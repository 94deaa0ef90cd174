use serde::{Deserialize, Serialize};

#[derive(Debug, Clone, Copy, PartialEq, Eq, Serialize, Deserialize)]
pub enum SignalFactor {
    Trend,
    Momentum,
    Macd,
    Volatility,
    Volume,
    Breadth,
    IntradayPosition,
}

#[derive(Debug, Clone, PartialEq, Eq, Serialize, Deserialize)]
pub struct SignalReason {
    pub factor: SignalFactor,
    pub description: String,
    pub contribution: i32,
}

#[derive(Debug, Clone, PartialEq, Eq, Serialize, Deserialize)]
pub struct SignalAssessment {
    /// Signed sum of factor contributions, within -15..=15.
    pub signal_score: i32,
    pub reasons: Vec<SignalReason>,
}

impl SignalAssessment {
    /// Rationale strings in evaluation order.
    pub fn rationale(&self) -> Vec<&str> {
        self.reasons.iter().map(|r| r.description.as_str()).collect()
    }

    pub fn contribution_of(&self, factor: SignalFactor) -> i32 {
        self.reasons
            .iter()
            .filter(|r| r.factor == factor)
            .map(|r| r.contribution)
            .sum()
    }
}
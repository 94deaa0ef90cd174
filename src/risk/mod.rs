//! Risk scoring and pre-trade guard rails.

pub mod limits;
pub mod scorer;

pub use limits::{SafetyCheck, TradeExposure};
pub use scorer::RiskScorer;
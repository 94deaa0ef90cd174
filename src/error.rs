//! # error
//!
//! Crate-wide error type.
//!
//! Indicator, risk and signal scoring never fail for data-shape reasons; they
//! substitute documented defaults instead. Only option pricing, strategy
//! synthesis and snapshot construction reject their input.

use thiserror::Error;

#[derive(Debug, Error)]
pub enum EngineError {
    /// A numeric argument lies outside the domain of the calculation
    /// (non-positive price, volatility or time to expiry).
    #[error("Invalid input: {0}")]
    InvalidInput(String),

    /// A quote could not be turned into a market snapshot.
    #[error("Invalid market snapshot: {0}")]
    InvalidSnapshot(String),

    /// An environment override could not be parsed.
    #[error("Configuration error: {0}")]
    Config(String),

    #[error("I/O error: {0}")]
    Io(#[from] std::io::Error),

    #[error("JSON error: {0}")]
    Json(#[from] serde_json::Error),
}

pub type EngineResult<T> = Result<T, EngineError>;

> **What you have to do**: Please reproduce the data as it was given, with every line exact.

> **Answer box**:
repository 94deaa0ef90cd174
use serde::{Deserialize, Serialize};

#[derive(Debug, Clone, Copy, PartialEq, Eq, Serialize, Deserialize)]
pub enum SignalFactor {
    Trend,
    Momentum,
    Macd,
    Volatility,
    Volume,
    Breadth,
    IntradayPosition,
}

#[derive(Debug, Clone, PartialEq, Eq, Serialize, Deserialize)]
pub struct SignalReason {
    pub factor: SignalFactor,
    pub description: String,
    pub contribution: i32,
}

#[derive(Debug, Clone, PartialEq, Eq, Serialize, Deserialize)]
pub struct SignalAssessment {
    /// Signed sum of factor contributions, within -15..=15.
    pub signal_score: i32,
    pub reasons: Vec<SignalReason>,
}

impl SignalAssessment {
    /// Rationale strings in evaluation order.
    pub fn rationale(&self) -> Vec<&str> {
        self.reasons.iter().map(|r| r.description.as_str()).collect()
    }

    pub fn contribution_of(&self, factor: SignalFactor) -> i32 {
        self.reasons
            .iter()
            .filter(|r| r.factor == factor)
            .map(|r| r.contribution)
            .sum()
    }
}
repository 94deaa0ef90cd174
filename src/risk/mod.rs
//! Risk scoring and pre-trade guard rails.

pub mod limits;
pub mod scorer;

pub use limits::{SafetyCheck, TradeExposure};
pub use scorer::RiskScorer;
repository 94deaa0ef90cd174
filename src/error.rs
//! # error
//!
//! Crate-wide error type.
//!
//! Indicator, risk and signal scoring never fail for data-shape reasons; they
//! substitute documented defaults instead. Only option pricing, strategy
//! synthesis and snapshot construction reject their input.

use thiserror::Error;

#[derive(Debug, Error)]
pub enum EngineError {
    /// A numeric argument lies outside the domain of the calculation
    /// (non-positive price, volatility or time to expiry).
    #[error("Invalid input: {0}")]
    InvalidInput(String),

    /// A quote could not be turned into a market snapshot.
    #[error("Invalid market snapshot: {0}")]
    InvalidSnapshot(String),

    /// An environment override could not be parsed.
    #[error("Configuration error: {0}")]
    Config(String),

    #[error("I/O error: {0}")]
    Io(#[from] std::io::Error),

    #[error("JSON error: {0}")]
    Json(#[from] serde_json::Error),
}

pub type EngineResult<T> = Result<T, EngineError>;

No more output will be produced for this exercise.